**RECORDS SUPPLIED**.

use async_trait::async_trait;
use std::collections::VecDeque;
use std::path::{Path, PathBuf};
use std::process::Stdio;
use tokio::io::{AsyncBufReadExt, BufReader};
use tokio::process::Command;

use super::{AudioTranscoder, ProgressFn, ProgressParser, StageFailure, StageResult};

/// Number of stderr lines kept for the failure message
const STDERR_TAIL: usize = 20;

/// Transcoder backed by ffmpeg, producing mono 16-bit PCM wav
pub struct FfmpegTranscoder {
    ffmpeg_path: String,
    sample_rate: u32,
}

impl FfmpegTranscoder {
    pub fn new(ffmpeg_path: impl Into<String>, sample_rate: u32) -> Self {
        Self {
            ffmpeg_path: ffmpeg_path.into(),
            sample_rate,
        }
    }
}

impl Default for FfmpegTranscoder {
    fn default() -> Self {
        Self::new("ffmpeg", 16000)
    }
}

#[async_trait]
impl AudioTranscoder for FfmpegTranscoder {
    async fn convert(&self, src: &Path, dest_dir: &Path, progress: &ProgressFn) -> StageResult<PathBuf> {
        let stem = src
            .file_stem()
            .map(|s| s.to_string_lossy().into_owned())
            .unwrap_or_else(|| "audio".to_string());
        let target = dest_dir.join(format!("{}.wav", stem));
        let sample_rate = self.sample_rate.to_string();

        tracing::debug!("Converting {} -> {}", src.display(), target.display());

        let mut child = Command::new(&self.ffmpeg_path)
            .args([
                "-y",
                "-nostats",
                "-i",
                &src.to_string_lossy(),
                "-vn",
                "-ac",
                "1",
                "-ar",
                &sample_rate,
                "-c:a",
                "pcm_s16le",
                "-progress",
                "-",
                &target.to_string_lossy(),
            ])
            .stdin(Stdio::null())
            .stdout(Stdio::piped())
            .stderr(Stdio::piped())
            .kill_on_drop(true)
            .spawn()
            .map_err(|e| StageFailure::convert(format!("could not run {}: {}", self.ffmpeg_path, e)))?;

        let stdout = child
            .stdout
            .take()
            .ok_or_else(|| StageFailure::convert("ffmpeg stdout was not captured"))?;
        let stderr = child
            .stderr
            .take()
            .ok_or_else(|| StageFailure::convert("ffmpeg stderr was not captured"))?;

        let mut stdout = BufReader::new(stdout).lines();
        let mut stderr = BufReader::new(stderr).lines();
        let mut stdout_open = true;
        let mut stderr_open = true;

        let mut parser = ProgressParser::new();
        let mut stderr_tail: VecDeque<String> = VecDeque::with_capacity(STDERR_TAIL);

        // Both pipes are drained so ffmpeg never blocks on a full buffer
        while stdout_open || stderr_open {
            tokio::select! {
                line = stdout.next_line(), if stdout_open => match line {
                    Ok(Some(line)) => {
                        if let Some(percent) = parser.feed(&line) {
                            progress(percent);
                        }
                    }
                    _ => stdout_open = false,
                },
                line = stderr.next_line(), if stderr_open => match line {
                    Ok(Some(line)) => {
                        if let Some(percent) = parser.feed(&line) {
                            progress(percent);
                        }
                        if stderr_tail.len() == STDERR_TAIL {
                            stderr_tail.pop_front();
                        }
                        stderr_tail.push_back(line);
                    }
                    _ => stderr_open = false,
                },
            }
        }

        let status = child
            .wait()
            .await
            .map_err(|e| StageFailure::convert(format!("waiting for ffmpeg failed: {}", e)))?;

        if !status.success() {
            let captured: Vec<String> = stderr_tail.into_iter().collect();
            return Err(StageFailure::convert(format!(
                "{} exited with {}:\n{}",
                self.ffmpeg_path,
                status,
                captured.join("\n")
            )));
        }

        if !target.is_file() {
            return Err(StageFailure::convert(format!(
                "{} was not written",
                target.display()
            )));
        }

        // Without a known duration there is no progress to report
        if parser.total_seconds().is_some() {
            progress(100.0);
        }
        Ok(target)
    }
}

#[cfg(test)]
mod tests {
    use super::*;
    use crate::stages::Stage;
    use std::sync::{Arc, Mutex};

    #[tokio::test]
    async fn test_missing_binary_is_convert_failure() {
        let dir = tempfile::tempdir().unwrap();
        let transcoder = FfmpegTranscoder::new("definitely-not-ffmpeg-binary", 16000);

        let failure = transcoder
            .convert(&dir.path().join("abc123.mp3"), dir.path(), &|_| {})
            .await
            .unwrap_err();
        assert_eq!(failure.stage, Stage::Convert);
    }

    #[cfg(unix)]
    #[tokio::test]
    async fn test_non_zero_exit_is_convert_failure() {
        let dir = tempfile::tempdir().unwrap();
        let transcoder = FfmpegTranscoder::new("false", 16000);
        let seen = Arc::new(Mutex::new(Vec::new()));
        let report = {
            let seen = Arc::clone(&seen);
            move |p: f64| seen.lock().unwrap().push(p)
        };

        let failure = transcoder
            .convert(&dir.path().join("abc123.mp3"), dir.path(), &report)
            .await
            .unwrap_err();

        assert_eq!(failure.stage, Stage::Convert);
        assert!(failure.reason.contains("exited with"));
        assert!(seen.lock().unwrap().is_empty());
    }

    #[cfg(unix)]
    fn fake_ffmpeg(dir: &Path, progress_lines: &str) -> String {
        use std::os::unix::fs::PermissionsExt;

        // Prints the given progress lines, then writes the last argument
        let script = dir.join("fake-ffmpeg");
        fs_err::write(
            &script,
            format!(
                "#!/bin/sh\nprintf '{}'\nfor last; do :; done\n: > \"$last\"\n",
                progress_lines
            ),
        )
        .unwrap();
        fs_err::set_permissions(&script, std::fs::Permissions::from_mode(0o755)).unwrap();
        script.to_string_lossy().into_owned()
    }

    #[cfg(unix)]
    async fn reported(progress_lines: &str) -> Vec<f64> {
        let dir = tempfile::tempdir().unwrap();
        let transcoder = FfmpegTranscoder::new(fake_ffmpeg(dir.path(), progress_lines), 16000);
        let seen = Arc::new(Mutex::new(Vec::new()));
        let report = {
            let seen = Arc::clone(&seen);
            move |p: f64| seen.lock().unwrap().push(p)
        };

        let wav = transcoder
            .convert(&dir.path().join("abc123.mp3"), dir.path(), &report)
            .await
            .unwrap();
        assert_eq!(wav, dir.path().join("abc123.wav"));

        let values = seen.lock().unwrap().clone();
        values
    }

    #[cfg(unix)]
    #[tokio::test]
    async fn test_progress_reported_with_duration() {
        let values = reported("duration=120.0\\nout_time_ms=60000000\\nprogress=end\\n").await;
        assert_eq!(values, vec![50.0, 100.0]);
    }

    #[cfg(unix)]
    #[tokio::test]
    async fn test_no_progress_without_duration() {
        let values = reported("out_time_ms=1000000\\nprogress=end\\n").await;
        assert!(values.is_empty(), "unexpected progress {:?}", values);
    }
}
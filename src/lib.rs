//! Channel Transcriber - resumable batch transcription of a video channel
//!
//! Every video of a channel is tracked as a row in a CSV ledger. A batch pass
//! downloads the audio of each selected video, converts it to mono 16 kHz PCM,
//! sends it to a speech-recognition service and publishes the transcript as a
//! small HTML document. Progress is written back to the ledger so an
//! interrupted run resumes where it stopped.

pub mod batch;
pub mod catalog;
pub mod cli;
pub mod config;
pub mod ledger;
pub mod output;
pub mod pipeline;
pub mod stages;
pub mod utils;

pub use batch::{BatchRunner, BatchSummary, Decision, SelectionPolicy};
pub use catalog::{CatalogItem, CatalogSource, TranscriptStatus};
pub use cli::{Cli, Commands};
pub use config::Config;
pub use ledger::Ledger;
pub use pipeline::{ItemPipeline, ProcessedItem};
pub use stages::{Stage, StageFailure, StageResult};

/// Result type used throughout the library
pub type Result<T> = anyhow::Result<T>;

/// Errors that abort a whole run
#[derive(thiserror::Error, Debug)]
pub enum TranscriptorError {
    #[error("Catalog fetch failed: {0}")]
    Fetch(String),

    #[error("Ledger {path} is corrupt: {reason}")]
    LedgerCorrupt { path: String, reason: String },

    #[error("Configuration error: {0}")]
    Config(String),
}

**REQUIREMENT**.
List every line from the entries above in which "PathBuf" appears.

**SOLVED EXERCISE**.
use std::path::{Path, PathBuf};
    async fn convert(&self, src: &Path, dest_dir: &Path, progress: &ProgressFn) -> StageResult<PathBuf> {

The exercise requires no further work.